I am thinking about the time of quarantine and how did we spend that time. So many questions in my head:

Did we learn something from this crisis?

Did we use the given time for diving into ourselves, or did we spent it idly?

How many books did we read? How many movies did we see?

How did we treated our children? Did we offer them something new and different from what we were giving (or not giving) them before? Did we give them something that we couldn’t give them before? Did we change some bad habits? Did we spend quality time with our children or we left them at the mercy of cellphones and computers?

How did we, adults, treated each other in time when we were together 24 hours a day like never before? Were we “sentenced” to live together or did we have a privilege and fortune to finally be together? Did “social distancing” made also a distance between the family members and disintegrated them or the “social distancing” helped us to integrate and to establish more intimate communication and contact with our the closest ones? Did many hidden agendas, thoughts and feelings came to the surface? Did this help us make our relationships stronger or weaker?

On which side of the seesaw we are?

So many questions that the future will give the answer.

I read in a western newspaper:

“The global impact of the Corona virus pandemic poses a fundamental question: is this one of those historic moments when the world changes permanently, when the balance of political and economic power shifts decisively, and when, for most people, in most countries, life is never quite the same again?

Put more simply, is this the end of the world as we know it? And, equally, could the crisis mark a new beginning? For countless individuals and families, normal life has already been upended in previously unimaginable ways.”
(Guardian, March 30)

Indeed. The change already happened. In a Chinese newspapers I found the following:

“The Marriage Registry Office of Xi’an reported an unusually busy workload as divorce applications are piling up.

Between the Spring Festival up until today, everyone stayed home. And while you would think that this allowed people to spend more quality time with one another and become even closer, things look to have shifted the other way.

Registry office staff said they are processing more divorce applications on a daily basis than ever before. Many couples across the country just couldn’t make it through this self-quarantine period and, from the looks of it, drove one another crazy to a point of no return.”

What to say to this? Indeed, if the premise that there can be no return to the pre-Covid-19 era is correct, then it poses many unsettling questions about the nature of the change, and whether it will be for better or worse.
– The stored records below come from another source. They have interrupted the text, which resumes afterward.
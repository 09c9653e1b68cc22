//! Digital tooling usage

use lead_intel_config::ExtractionConfig;
use lead_intel_core::SignalName;

use super::util::saturate;
use super::{CategoryResult, ExtractionContext};

pub(super) fn extract(ctx: &ExtractionContext<'_>, config: &ExtractionConfig) -> CategoryResult {
    let sat = &config.saturation;
    let tours = saturate(ctx.extra("virtual_tours").unwrap_or(0.0), sat.virtual_tours);
    let app = saturate(ctx.extra("app_sessions").unwrap_or(0.0), sat.app_sessions);
    let documents = saturate(ctx.extra("documents_downloaded").unwrap_or(0.0), sat.documents);

    Ok(vec![
        (SignalName::VirtualTourEngagement, tours),
        (SignalName::DigitalEngagement, (app + documents) / 2.0),
    ])
}

#[cfg(test)]
mod tests {
    use crate::SignalExtractor;
    use chrono::Utc;
    use lead_intel_config::ExtractionConfig;
    use lead_intel_core::{LeadRecord, SignalName};

    #[test]
    fn test_tool_usage() {
        let x = SignalExtractor::new(ExtractionConfig::default()).unwrap();
        let lead = LeadRecord::new("a")
            .with_extra("virtual_tours", 10)
            .with_extra("app_sessions", "5")
            .with_extra("documents_downloaded", 5);
        let v = x.extract(&lead, &[], Utc::now());
        assert_eq!(v.get(SignalName::VirtualTourEngagement), 1.0);
        assert_eq!(v.get(SignalName::DigitalEngagement), 0.75);
    }
}
//! Market segment labels

use serde::{Deserialize, Serialize};
use std::fmt;
use std::str::FromStr;

/// Market / persona classification selecting a scoring model
#[derive(Debug, Clone, Copy, PartialEq, Eq, Hash, Serialize, Deserialize, Default)]
#[serde(rename_all = "snake_case")]
pub enum Segment {
    TechHub,
    EnergySector,
    Military,
    Luxury,
    FirstTimeBuyer,
    InvestmentFocused,
    #[default]
    General,
}

impl Segment {
    pub const ALL: [Segment; 7] = [
        Segment::TechHub,
        Segment::EnergySector,
        Segment::Military,
        Segment::Luxury,
        Segment::FirstTimeBuyer,
        Segment::InvestmentFocused,
        Segment::General,
    ];

    pub fn as_str(&self) -> &'static str {
        match self {
            Segment::TechHub => "tech_hub",
            Segment::EnergySector => "energy_sector",
            Segment::Military => "military",
            Segment::Luxury => "luxury",
            Segment::FirstTimeBuyer => "first_time_buyer",
            Segment::InvestmentFocused => "investment_focused",
            Segment::General => "general",
        }
    }

    pub fn display_name(&self) -> &'static str {
        match self {
            Segment::TechHub => "Tech Hub",
            Segment::EnergySector => "Energy Sector",
            Segment::Military => "Military",
            Segment::Luxury => "Luxury",
            Segment::FirstTimeBuyer => "First-Time Buyer",
            Segment::InvestmentFocused => "Investment Focused",
            Segment::General => "General",
        }
    }
}

impl fmt::Display for Segment {
    fn fmt(&self, f: &mut fmt::Formatter<'_>) -> fmt::Result {
        f.write_str(self.as_str())
    }
}

impl FromStr for Segment {
    type Err = String;

    fn from_str(s: &str) -> Result<Self, Self::Err> {
        Segment::ALL
            .iter()
            .copied()
            .find(|seg| seg.as_str() == s)
            .ok_or_else(|| format!("unknown segment '{}'", s))
    }
}

#[cfg(test)]
mod tests {
    use super::*;

    #[test]
    fn test_segment_roundtrip_names() {
        for seg in Segment::ALL {
            assert_eq!(seg.as_str().parse::<Segment>().unwrap(), seg);
        }
        assert!("mars_colony".parse::<Segment>().is_err());
    }
}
Where are we in China, and where shall the rest of the world be, on which side of the seesaw — better or worse? Did the social distancing give a birth to intimate distancing? Did we lose trust and respect to each other and if yes, how to bring those back. How shall we trust each other on the streets, in the schools, on our work and in the families? Shall we continue making distance to each other until the final alienation and disintegration or shall we find a way how to integrate again and find the lost intimacy.

What about children that are the biggest victims of this social distancing. Disintegrated, without possibility to be with their peers, without a chance to play with them, closed into the computer games and cartoons, children even more than before lost the contact with the real world, with other children and what is devastating — with the members of their own family. If the number of divorce applications are bigger than ever before, it means that we shall have bigger than ever number of children that are living in disintegrated, nonfunctional families. Is this the new world that we are going to live in after Covid-19 era?


What shall we do? Obviously, there must be a change in the paradigm of education and raising of children. This distancing and gradual alienation, this disintegration of children must be stopped and replaced with gathering, joining, assembling, holding, playing, socializing, in one word — integration.

In this respect I see the noble role of Drama that must come back to its roots and stop being the tool for education but rather possibility for resocialization and reintegration of children and all of us.